Create EMR cluster in AWS using terraform: Practical Step-by-Step Guide
Step 1: Install Terraform
If you haven’t already, install Terraform on your machine. You can download by referring to Install Terraform
Step 2: Configure AWS Provider
Create a new Terraform configuration file, let’s call it main.tf. In this file, you need to define the AWS provider and specify your AWS credentials. Here’s an example:
provider "aws" {
region = "us-east-1" # Replace with your desired AWS region
access_key = "YOUR_AWS_ACCESS_KEY"
secret_key = "YOUR_AWS_SECRET_KEY"
}
Replace YOUR_AWS_ACCESS_KEY and YOUR_AWS_SECRET_KEY with your actual AWS access key and secret key. Alternatively, you can use environment variables or an AWS credentials file.
Step 3: Create EMR cluster
Open the main.tf file and paste the following Terraform configuration. This configuration creates an EMR cluster with a single master node and a single core node, both using the t2.micro instance type (eligible for the AWS Free Tier).

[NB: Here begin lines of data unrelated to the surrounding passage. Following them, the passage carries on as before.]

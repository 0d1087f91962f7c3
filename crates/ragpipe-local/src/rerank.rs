//! Lightweight lexical reranking.
//!
//! This is intentionally self-contained (no external cross-encoder or
//! embeddings backend). It provides a best-effort "semantic-ish" score based
//! on token overlap with the query, which is often good enough to improve
//! ordering without network calls.

use ragpipe_core::{Reranker, Result, SearchRecord};

pub(crate) fn tokenize(s: &str) -> Vec<String> {
    let mut out = Vec::new();
    let mut cur = String::new();
    for ch in s.chars() {
        let c = ch.to_ascii_lowercase();
        if c.is_ascii_alphanumeric() {
            cur.push(c);
        } else if !cur.is_empty() {
            if cur.len() >= 2 {
                out.push(cur.clone());
            }
            cur.clear();
        }
    }
    if !cur.is_empty() && cur.len() >= 2 {
        out.push(cur);
    }
    out.sort();
    out.dedup();
    out
}

pub(crate) fn overlap_score(query_toks: &[String], text_toks: &[String]) -> f64 {
    if query_toks.is_empty() || text_toks.is_empty() {
        return 0.0;
    }
    let mut i = 0usize;
    let mut j = 0usize;
    let mut inter = 0u64;
    while i < query_toks.len() && j < text_toks.len() {
        match query_toks[i].cmp(&text_toks[j]) {
            std::cmp::Ordering::Less => i += 1,
            std::cmp::Ordering::Greater => j += 1,
            std::cmp::Ordering::Equal => {
                inter += 1;
                i += 1;
                j += 1;
            }
        }
    }
    // Normalize by query size so "covering the query" scores 1.0.
    inter as f64 / (query_toks.len() as f64)
}

/// Annotates records with a token-overlap `rerank_score` in [0,1]. Input
/// order is preserved; ordering by the score is the caller's job.
#[derive(Debug, Clone, Copy, Default)]
pub struct LexicalReranker;

#[async_trait::async_trait]
impl Reranker for LexicalReranker {
    fn name(&self) -> &'static str {
        "lexical_overlap"
    }

    async fn rerank(&self, query: &str, records: Vec<SearchRecord>) -> Result<Vec<SearchRecord>> {
        let q_toks = tokenize(query);
        let mut out = records;
        for r in &mut out {
            let t_toks = tokenize(&r.content);
            r.rerank_score = Some(overlap_score(&q_toks, &t_toks));
        }
        Ok(out)
    }
}

#[cfg(test)]
mod tests {
    use super::*;

    #[test]
    fn tokenize_lowercases_dedups_and_drops_single_chars() {
        assert_eq!(tokenize("The THE a cat cat!"), vec!["cat", "the"]);
        assert!(tokenize("a b c").is_empty());
    }

    #[test]
    fn overlap_is_zero_for_empty_sides_and_one_for_full_cover() {
        let q = tokenize("rust async runtime");
        assert_eq!(overlap_score(&q, &[]), 0.0);
        assert_eq!(overlap_score(&[], &q), 0.0);
        let t = tokenize("the rust async runtime is tokio");
        assert!((overlap_score(&q, &t) - 1.0).abs() < 1e-9);
    }

    #[test]
    fn partial_overlap_is_a_fraction_of_the_query() {
        let q = tokenize("rust async runtime");
        let t = tokenize("rust is fun");
        assert!((overlap_score(&q, &t) - 1.0 / 3.0).abs() < 1e-9);
    }

    #[tokio::test]
    async fn reranker_annotates_without_reordering() {
        let records = vec![
            SearchRecord::new("a", "nothing relevant here", 0.9),
            SearchRecord::new("b", "rust async runtime internals", 0.1),
        ];
        let out = LexicalReranker
            .rerank("rust async runtime", records)
            .await
            .unwrap();
        assert_eq!(out[0].id.as_deref(), Some("a"));
        assert_eq!(out[1].id.as_deref(), Some("b"));
        assert!(out[0].rerank_score.unwrap() < out[1].rerank_score.unwrap());
        assert!((out[1].rerank_score.unwrap() - 1.0).abs() < 1e-9);
    }
}
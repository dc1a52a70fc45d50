//! Structured mutation logging through `tracing`
//!
//! The engine reports lifecycle events to a [`MutationObserver`]; this is the
//! production observer. Events carry the wallet id, operation and attempt
//! number as fields so JSON output stays queryable.

use std::time::Duration;

use serde::{Deserialize, Serialize};

use crate::domain::{Error, ErrorClass, OperationIntent, Wallet};
use crate::ports::MutationObserver;

/// Surface that submitted the mutation
#[derive(Debug, Clone, Copy, PartialEq, Eq, Serialize, Deserialize)]
#[serde(rename_all = "lowercase")]
pub enum EntryPoint {
    Api,
    Cli,
}

impl EntryPoint {
    pub fn as_str(&self) -> &'static str {
        match self {
            EntryPoint::Api => "api",
            EntryPoint::Cli => "cli",
        }
    }
}

/// Emits one `tracing` event per engine lifecycle step
#[derive(Debug, Clone, Copy)]
pub struct TracingObserver {
    entry_point: EntryPoint,
}

impl TracingObserver {
    pub fn new(entry_point: EntryPoint) -> Self {
        Self { entry_point }
    }

    pub fn entry_point(&self) -> EntryPoint {
        self.entry_point
    }
}

impl MutationObserver for TracingObserver {
    fn attempt_started(&self, intent: &OperationIntent, attempt: u32) {
        tracing::debug!(
            entry_point = self.entry_point.as_str(),
            wallet_id = %intent.wallet_id,
            operation = intent.kind.as_str(),
            amount = intent.amount,
            attempt,
            "mutation attempt started"
        );
    }

    fn retry_scheduled(
        &self,
        intent: &OperationIntent,
        attempt: u32,
        delay: Duration,
        cause: &Error,
    ) {
        tracing::warn!(
            entry_point = self.entry_point.as_str(),
            wallet_id = %intent.wallet_id,
            operation = intent.kind.as_str(),
            attempt,
            delay_ms = delay.as_millis() as u64,
            cause = %cause,
            "retrying mutation"
        );
    }

    fn succeeded(&self, intent: &OperationIntent, wallet: &Wallet, attempts: u32) {
        tracing::info!(
            entry_point = self.entry_point.as_str(),
            wallet_id = %intent.wallet_id,
            operation = intent.kind.as_str(),
            amount = intent.amount,
            version = wallet.version,
            attempts,
            "mutation committed"
        );
    }

    fn failed(&self, intent: &OperationIntent, error: &Error, attempts: u32) {
        match error.class() {
            ErrorClass::Input | ErrorClass::Business | ErrorClass::Interrupted => {
                tracing::info!(
                    entry_point = self.entry_point.as_str(),
                    wallet_id = %intent.wallet_id,
                    operation = intent.kind.as_str(),
                    attempts,
                    code = error.code(),
                    "mutation rejected"
                );
            }
            ErrorClass::Contention | ErrorClass::Infrastructure => {
                tracing::error!(
                    entry_point = self.entry_point.as_str(),
                    wallet_id = %intent.wallet_id,
                    operation = intent.kind.as_str(),
                    attempts,
                    code = error.code(),
                    error = %error,
                    "mutation failed"
                );
            }
        }
    }
}
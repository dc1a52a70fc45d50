//! Service layer - business logic orchestration
//!
//! Services coordinate domain logic and port interactions. Each service
//! focuses on a specific use case.

pub mod logging;
pub mod migration;
pub mod mutation;
mod wallet;

pub use logging::{EntryPoint, TracingObserver};
pub use migration::{MigrationResult, MigrationService};
pub use mutation::{CallContext, MutationEngine, RetryPolicy};
pub use wallet::WalletService;
//! Request handlers

use axum::extract::rejection::{JsonRejection, PathRejection};
use axum::extract::{Path, State};
use axum::http::StatusCode;
use axum::response::IntoResponse;
use axum::Json;
use uuid::Uuid;
use wallet_core::{OperationRequest, Wallet};

use super::error::ApiError;
use super::AppState;

/// Health check endpoint
pub async fn health() -> impl IntoResponse {
    Json(serde_json::json!({ "status": "ok" }))
}

/// Create a wallet with balance 0 and version 1
pub async fn create_wallet(
    State(state): State<AppState>,
) -> Result<(StatusCode, Json<Wallet>), ApiError> {
    let ctx = state.call_context();
    let wallet = state.wallets().create(&ctx).await?;
    Ok((StatusCode::CREATED, Json(wallet)))
}

pub async fn get_wallet(
    State(state): State<AppState>,
    id: Result<Path<Uuid>, PathRejection>,
) -> Result<Json<Wallet>, ApiError> {
    let Path(id) = id?;
    let ctx = state.call_context();
    let wallet = state.wallets().get(id, &ctx).await?;
    Ok(Json(wallet))
}

/// Apply a deposit or withdrawal and return the committed wallet
pub async fn submit_operation(
    State(state): State<AppState>,
    payload: Result<Json<OperationRequest>, JsonRejection>,
) -> Result<Json<Wallet>, ApiError> {
    let Json(request) = payload?;
    let ctx = state.call_context();
    let wallet = state.wallets().submit(&request, &ctx).await?;
    Ok(Json(wallet))
}
//! CLI command implementations

pub mod migrate;
pub mod serve;
pub mod wallet;

use std::path::{Path, PathBuf};

use anyhow::{Context, Result};
use wallet_core::config::Config;
use wallet_core::services::EntryPoint;
use wallet_core::WalletContext;

/// Data directory from `WALLET_DIR`, else `~/.walletd`
pub fn get_data_dir() -> Result<PathBuf> {
    if let Ok(dir) = std::env::var("WALLET_DIR") {
        return Ok(PathBuf::from(dir));
    }
    let home = dirs::home_dir().context("could not find home directory")?;
    Ok(home.join(".walletd"))
}

/// Load the layered configuration, creating the data directory if needed
pub fn load_config(config_path: Option<&Path>) -> Result<Config> {
    let data_dir = get_data_dir()?;
    std::fs::create_dir_all(&data_dir)
        .with_context(|| format!("failed to create data directory: {}", data_dir.display()))?;
    Config::load(&data_dir, config_path).context("failed to load configuration")
}

/// Build the wallet context for a command
pub fn get_context(config: Config, entry_point: EntryPoint) -> Result<WalletContext> {
    let location = config.database.location.to_string();
    WalletContext::new(config, entry_point)
        .with_context(|| format!("failed to open wallet database at {location}"))
}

resource "aws_iam_role" "emr_service_role" {
name = "emr_service_role"
assume_role_policy = <<EOF
{
"Version": "2008-10-17",
"Statement": [
{
"Effect": "Allow",
"Principal": {
"Service": "elasticmapreduce.amazonaws.com"
},
"Action": "sts:AssumeRole"
}
]
}
EOF
managed_policy_arns = ["arn:aws:iam::aws:policy/service-role/AmazonElasticMapReduceRole"]
}
# Define the EC2 instance profile
resource "aws_iam_role" "emr_ec2_instance_role" {
name = "emr_ec2_instance_role"
assume_role_policy = <<EOF
{
"Version": "2008-10-17",
"Statement": [
{
"Effect": "Allow",
"Principal": {
"Service": "ec2.amazonaws.com"
},
"Action": "sts:AssumeRole"
}
]
}
EOF
}
resource "aws_iam_role_policy_attachment" "emr_ec2_instance_role_policy_attachment" {
role = aws_iam_role.emr_ec2_instance_role.name
policy_arn = "arn:aws:iam::aws:policy/AmazonElasticMapReduceFullAccess"
}
resource "aws_iam_instance_profile" "emr_instance_profile" {
name = "emr_instance_profile"
role = aws_iam_role.emr_ec2_instance_role.name
}
resource "aws_emr_cluster" "example_cluster" {
name = "Example Cluster"
release_label = "emr-5.32.0"
applications = ["Spark", "Hadoop"]
service_role = aws_iam_role.emr_service_role.arn
ec2_attributes {
instance_profile = aws_iam_instance_profile.emr_instance_profile.arn
}
master_instance_group {
instance_type = "m5.xlarge"
}
core_instance_group {
instance_type = "m5.xlarge"
instance_count = 1
}
}
Step 4: Initialize Terraform
Open your terminal or command prompt, navigate to the directory containing your main.tf file, and run the following command to initialize Terraform:
terraform init
Step 5: Review the Execution Plan
Before applying the configuration, you can review the execution plan by running:
terraform plan
Step 6: Apply the Configuration
If the execution plan looks good, apply the configuration by running:
terraform apply
This command will prompt you to confirm the changes. Type yes to proceed. Terraform will create the AWS cluster in AWS according to your configuration.
Step 7: Verify the deployment via the AWS console
Step 8: Delete the deployment.
You can delete the AWS ECR once it’s not required via the following command in the cli:
terraform destory
How To Create EMR Cluster In AWS Using Terraform ?
In today’s data-driven world, big data processing has become an integral part of many organizations’ workflows. Amazon EMR (Elastic MapReduce) is a cloud-based platform provided by Amazon Web Services (AWS) that simplifies the process of running and scaling Apache Hadoop and Apache Spark clusters for big data processing. EMR takes care of provisioning compute resources, installing and configuring the required software, and managing the cluster lifecycle, allowing you to focus on your data processing tasks rather than the underlying infrastructure.
While you can create an EMR cluster using the AWS Management Console or Command Line Interface (CLI), managing infrastructure as code with Terraform offers several advantages. Terraform is an open-source Infrastructure as Code (IaC) tool that enables you to define, provision, and manage your cloud infrastructure resources in a consistent, repeatable, and version-controlled manner.